**Available records**:

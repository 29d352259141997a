//! Platform-specific speech backends

// Native TTS backend using the tts crate (cross-platform)
pub mod native;

// espeak-ng through PulseAudio, preferred on WSL/WSLg
pub mod espeak;
//! Kairos - auditory inspection of forensic text
//!
//! Reads pasted logs or buffers aloud through a text-to-speech engine.
//! Input is sanitized before it reaches the engine, and at most one audit
//! plays at a time on a background thread so the interface stays responsive.

pub mod audit;
pub mod clipboard;
pub mod config;
pub mod error;
pub mod platform;
pub mod sanitize;
pub mod shell;
pub mod speech;

pub use error::{KairosError, Result, SpeakError};

/// Version information
pub const VERSION: &str = env!("CARGO_PKG_VERSION");
pub const APP_NAME: &str = "kairos";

**Work to be completed**:
Only the lines from the one with "preferred on WSL/WSLg" through the final line above belong in the answer, each retyped exactly.

**Answer to this exercise**:
// espeak-ng through PulseAudio, preferred on WSL/WSLg
pub mod espeak;
//! Kairos - auditory inspection of forensic text
//!
//! Reads pasted logs or buffers aloud through a text-to-speech engine.
//! Input is sanitized before it reaches the engine, and at most one audit
//! plays at a time on a background thread so the interface stays responsive.

pub mod audit;
pub mod clipboard;
pub mod config;
pub mod error;
pub mod platform;
pub mod sanitize;
pub mod shell;
pub mod speech;

pub use error::{KairosError, Result, SpeakError};

/// Version information
pub const VERSION: &str = env!("CARGO_PKG_VERSION");
pub const APP_NAME: &str = "kairos";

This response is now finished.